How to Run Product Check-ins That Don’t Waste Everyone’s Time
Most product check-ins become status theater: long updates, little clarity, and no decisions. The fix: treat check-ins as decision and risk management meetings.
A high-value check-in has three sections:
1) What changed since last time? (2 minutes)
Only deltas:
- new evidence (user feedback, metrics)
- new constraints (scope, timeline, dependencies)
- new risks (quality, feasibility, adoption)
2) What decisions are needed? (10–15 minutes)
Every check-in should have 1–3 decision prompts:
- “Do we converge on design direction A or B?”

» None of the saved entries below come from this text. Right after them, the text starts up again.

//! Error types for syntax definition loading and compilation

use crate::charset::{Char, CharsetError};
use crate::partition::PartitionError;
use crate::trie::TrieError;

pub type SyntaxResult<T> = Result<T, SyntaxError>;

#[derive(Debug, Clone, PartialEq, Eq, thiserror::Error)]
pub enum SyntaxError {
    #[error("Token '{token}' refers to unknown subset '{subset}'")]
    UnknownSubset { token: String, subset: String },

    #[error("Token '{token}' contains {char:?}, outside the {bits}-bit character domain")]
    UnencodablePattern { token: String, char: char, bits: u32 },

    #[error("Failed to parse syntax definition {source_name}: {message}")]
    DefinitionParse { source_name: String, message: String },

    #[error("Failed to read syntax definition {path}: {message}")]
    DefinitionIo { path: String, message: String },

    #[error("Subset '{name}' is defined more than once")]
    DuplicateSubset { name: String },

    #[error(transparent)]
    Charset(#[from] CharsetError),

    #[error(transparent)]
    Partition(#[from] PartitionError),

    #[error("Failed to register token '{token}': {source}")]
    Registration {
        token: String,
        #[source]
        source: TrieError,
    },
}

impl SyntaxError {
    /// Create an unknown subset error
    pub fn unknown_subset(token: &str, subset: &str) -> Self {
        Self::UnknownSubset {
            token: token.to_string(),
            subset: subset.to_string(),
        }
    }

    /// Create an unencodable pattern error
    pub fn unencodable_pattern(token: &str, char: char, bits: u32) -> Self {
        Self::UnencodablePattern {
            token: token.to_string(),
            char,
            bits,
        }
    }

    /// Create a definition parse error
    pub fn definition_parse(source_name: &str, message: &str) -> Self {
        Self::DefinitionParse {
            source_name: source_name.to_string(),
            message: message.to_string(),
        }
    }

    /// Create a definition IO error
    pub fn definition_io(path: &str, message: &str) -> Self {
        Self::DefinitionIo {
            path: path.to_string(),
            message: message.to_string(),
        }
    }

    /// Create a duplicate subset error
    pub fn duplicate_subset(name: &str) -> Self {
        Self::DuplicateSubset {
            name: name.to_string(),
        }
    }

    /// Create a registration error for a named token
    pub fn registration(token: &str, source: TrieError) -> Self {
        Self::Registration {
            token: token.to_string(),
            source,
        }
    }

    /// Character that could not be encoded, if any
    pub fn offending_char(&self) -> Option<Char> {
        match self {
            Self::UnencodablePattern { char, .. } => Some(*char as Char),
            Self::Charset(CharsetError::CharOutOfDomain { char, .. }) => Some(*char),
            _ => None,
        }
    }

    /// Get error code for global logging system
    pub fn error_code(&self) -> crate::logging::codes::Code {
        use crate::logging::codes;
        match self {
            Self::UnknownSubset { .. } => codes::syntax::UNKNOWN_SUBSET,
            Self::UnencodablePattern { .. } => codes::syntax::UNENCODABLE_PATTERN,
            Self::DefinitionParse { .. } => codes::syntax::DEFINITION_PARSE_ERROR,
            Self::DefinitionIo { .. } => codes::syntax::DEFINITION_IO_ERROR,
            Self::DuplicateSubset { .. } => codes::syntax::DUPLICATE_SUBSET,
            Self::Charset(inner) => inner.error_code(),
            Self::Partition(inner) => inner.error_code(),
            Self::Registration { source, .. } => source.error_code(),
        }
    }
}

impl From<TrieError> for SyntaxError {
    fn from(source: TrieError) -> Self {
        Self::registration("<unnamed>", source)
    }
}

- “Do we cut scope item X to protect timeline?”
- “Do we ship behind a flag or delay for quality risk Y?”
No decisions → go async.
3) Top risks + mitigations (10 minutes)
Keep a live risk list:
- risk, likelihood, impact, mitigation, owner
A clean PM template
- Goal + success criteria (one sentence)
- Stage (explore / converge / build / launch)
- Decisions today
- Top 3 risks
- Next milestones + owners
Two rules:
- No drive-by critique without naming the user goal + risk.
- End with a written recap: decisions, owners, next steps.
Interview-ready line:
“I run check-ins as decision meetings. We focus on deltas, decisions, and risks—then end with clear owners. That keeps execution fast without wasting time.”